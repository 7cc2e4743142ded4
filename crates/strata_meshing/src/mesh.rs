//! Mesh output shared by every mesher.
//!
//! Each quad is four vertices (origin, `+du`, `+du+dv`, `+dv`) and six
//! indices. Positive faces wind `0,1,2 / 0,2,3`, which is counter-clockwise
//! seen from the `+axis` side; negative faces use the mirrored
//! `0,2,1 / 0,3,2`.

use strata_core::BlockType;

/// Index pattern for faces whose normal points along `+axis`.
const POSITIVE_INDICES: [u32; 6] = [0, 1, 2, 0, 2, 3];
/// Index pattern for faces whose normal points along `-axis`.
const NEGATIVE_INDICES: [u32; 6] = [0, 2, 1, 0, 3, 2];

/// Atlas layout: 2 columns by 3 rows.
const ATLAS_COLUMNS: f32 = 2.0;
const ATLAS_ROWS: f32 = 3.0;

/// Which side of its boundary plane a face looks at.
#[derive(Clone, Copy, Debug, PartialEq, Eq, Hash)]
pub enum FaceDirection {
    /// Normal along `+axis`; the solid voxel is on the low side.
    Positive,
    /// Normal along `-axis`; the solid voxel is on the high side.
    Negative,
}

impl FaceDirection {
    /// Sign of the normal.
    #[inline]
    #[must_use]
    pub const fn sign(self) -> f32 {
        match self {
            Self::Positive => 1.0,
            Self::Negative => -1.0,
        }
    }
}

/// Atlas cell `(column, row)` for a block.
#[must_use]
pub const fn atlas_cell(block: BlockType) -> (u32, u32) {
    match block {
        BlockType::Snow => (0, 0),
        BlockType::Stone => (1, 0),
        BlockType::Sand => (0, 1),
        BlockType::Dirt => (1, 1),
        BlockType::Grass => (0, 2),
        BlockType::Air => (1, 2),
    }
}

/// One axis-aligned rectangle of faces, in voxel units.
///
/// `axis` is the normal axis; `u` and `v` are `(axis + 1) % 3` and
/// `(axis + 2) % 3`.
#[derive(Clone, Copy, Debug, PartialEq, Eq)]
pub struct Quad {
    /// Normal axis (0 = x, 1 = y, 2 = z).
    pub axis: usize,
    /// Boundary plane index along `axis`.
    pub plane: usize,
    /// Start along `u`.
    pub u: usize,
    /// Start along `v`.
    pub v: usize,
    /// Extent along `u`.
    pub width: usize,
    /// Extent along `v`.
    pub height: usize,
    /// Facing.
    pub direction: FaceDirection,
    /// Material of the solid voxel behind the face.
    pub material: BlockType,
}

/// Triangle mesh for one chunk.
///
/// Positions are chunk-local, in length units.
#[derive(Clone, Debug, Default, PartialEq)]
pub struct MeshData {
    /// Vertex positions.
    pub positions: Vec<[f32; 3]>,
    /// Vertex normals.
    pub normals: Vec<[f32; 3]>,
    /// Atlas texture coordinates.
    pub uvs: Vec<[f32; 2]>,
    /// Triangle list indices.
    pub indices: Vec<u32>,
}

impl MeshData {
    /// Creates an empty mesh.
    #[must_use]
    pub fn new() -> Self {
        Self::default()
    }

    /// Number of quads.
    #[inline]
    #[must_use]
    pub fn quad_count(&self) -> usize {
        self.positions.len() / 4
    }

    /// Number of triangles.
    #[inline]
    #[must_use]
    pub fn triangle_count(&self) -> usize {
        self.indices.len() / 3
    }

    /// Returns true if the mesh has no geometry.
    #[inline]
    #[must_use]
    pub fn is_empty(&self) -> bool {
        self.indices.is_empty()
    }

    /// Positions as raw bytes.
    #[must_use]
    pub fn position_bytes(&self) -> &[u8] {
        bytemuck::cast_slice(&self.positions)
    }

    /// Normals as raw bytes.
    #[must_use]
    pub fn normal_bytes(&self) -> &[u8] {
        bytemuck::cast_slice(&self.normals)
    }

    /// UVs as raw bytes.
    #[must_use]
    pub fn uv_bytes(&self) -> &[u8] {
        bytemuck::cast_slice(&self.uvs)
    }

    /// Indices as raw bytes.
    #[must_use]
    pub fn index_bytes(&self) -> &[u8] {
        bytemuck::cast_slice(&self.indices)
    }

    /// Appends one quad, scaling voxel coordinates by `block_size`.
    pub fn push_quad(&mut self, quad: &Quad, block_size: f32) {
        let (u_axis, v_axis) = ((quad.axis + 1) % 3, (quad.axis + 2) % 3);

        let mut origin = [0.0f32; 3];
        origin[quad.axis] = quad.plane as f32 * block_size;
        origin[u_axis] = quad.u as f32 * block_size;
        origin[v_axis] = quad.v as f32 * block_size;

        let mut du = [0.0f32; 3];
        du[u_axis] = quad.width as f32 * block_size;
        let mut dv = [0.0f32; 3];
        dv[v_axis] = quad.height as f32 * block_size;

        let base = self.positions.len() as u32;
        self.positions.extend_from_slice(&[
            origin,
            add(origin, du),
            add(add(origin, du), dv),
            add(origin, dv),
        ]);

        let mut normal = [0.0f32; 3];
        normal[quad.axis] = quad.direction.sign();
        self.normals.extend_from_slice(&[normal; 4]);

        let (column, row) = atlas_cell(quad.material);
        let u0 = column as f32 / ATLAS_COLUMNS;
        let u1 = (column + 1) as f32 / ATLAS_COLUMNS;
        let v0 = row as f32 / ATLAS_ROWS;
        let v1 = (row + 1) as f32 / ATLAS_ROWS;
        self.uvs.extend_from_slice(&[[u0, v0], [u1, v0], [u1, v1], [u0, v1]]);

        let pattern = match quad.direction {
            FaceDirection::Positive => &POSITIVE_INDICES,
            FaceDirection::Negative => &NEGATIVE_INDICES,
        };
        self.indices.extend(pattern.iter().map(|i| base + i));
    }
}

#[inline]
fn add(a: [f32; 3], b: [f32; 3]) -> [f32; 3] {
    [a[0] + b[0], a[1] + b[1], a[2] + b[2]]
}

#[cfg(test)]
mod tests {
    use super::*;

    fn quad(direction: FaceDirection) -> Quad {
        Quad {
            axis: 1,
            plane: 3,
            u: 1,
            v: 2,
            width: 4,
            height: 2,
            direction,
            material: BlockType::Grass,
        }
    }

    #[test]
    fn test_push_quad_layout() {
        let mut mesh = MeshData::new();
        mesh.push_quad(&quad(FaceDirection::Positive), 1.0);

        // y-normal quad: u = z, v = x
        assert_eq!(mesh.positions[0], [2.0, 3.0, 1.0]);
        assert_eq!(mesh.positions[1], [2.0, 3.0, 5.0]);
        assert_eq!(mesh.positions[2], [4.0, 3.0, 5.0]);
        assert_eq!(mesh.positions[3], [4.0, 3.0, 1.0]);
        assert_eq!(mesh.normals, vec![[0.0, 1.0, 0.0]; 4]);
        assert_eq!(mesh.indices, vec![0, 1, 2, 0, 2, 3]);
        assert_eq!(mesh.quad_count(), 1);
        assert_eq!(mesh.triangle_count(), 2);
    }

    #[test]
    fn test_negative_quad_is_mirrored() {
        let mut mesh = MeshData::new();
        mesh.push_quad(&quad(FaceDirection::Positive), 0.5);
        mesh.push_quad(&quad(FaceDirection::Negative), 0.5);

        assert_eq!(&mesh.indices[6..], &[4, 6, 5, 4, 7, 6]);
        assert_eq!(mesh.normals[4], [0.0, -1.0, 0.0]);
        assert_eq!(mesh.positions[1], [1.0, 1.5, 2.5]);
    }

    #[test]
    fn test_atlas_cells_are_distinct() {
        let mut cells: Vec<_> = BlockType::ALL.iter().map(|&b| atlas_cell(b)).collect();
        cells.sort_unstable();
        cells.dedup();
        assert_eq!(cells.len(), BlockType::ALL.len());
        assert!(cells.iter().all(|&(c, r)| c < 2 && r < 3));
    }

    #[test]
    fn test_byte_views() {
        let mut mesh = MeshData::new();
        mesh.push_quad(&quad(FaceDirection::Positive), 1.0);

        assert_eq!(mesh.position_bytes().len(), 4 * 12);
        assert_eq!(mesh.normal_bytes().len(), 4 * 12);
        assert_eq!(mesh.uv_bytes().len(), 4 * 8);
        assert_eq!(mesh.index_bytes().len(), 6 * 4);
    }

    #[test]
    fn test_grass_uvs() {
        let mut mesh = MeshData::new();
        mesh.push_quad(&quad(FaceDirection::Positive), 1.0);
        let third = 1.0 / 3.0;
        assert_eq!(mesh.uvs[0], [0.0, 2.0 * third]);
        assert_eq!(mesh.uvs[2], [0.5, 1.0]);
    }
}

********

- [Work order] Your task is to copy each line of the entries that includes the word "voxel".

- [Task answer]
    /// Normal along `+axis`; the solid voxel is on the low side.
    /// Normal along `-axis`; the solid voxel is on the high side.
/// One axis-aligned rectangle of faces, in voxel units.
    /// Material of the solid voxel behind the face.
    /// Appends one quad, scaling voxel coordinates by `block_size`.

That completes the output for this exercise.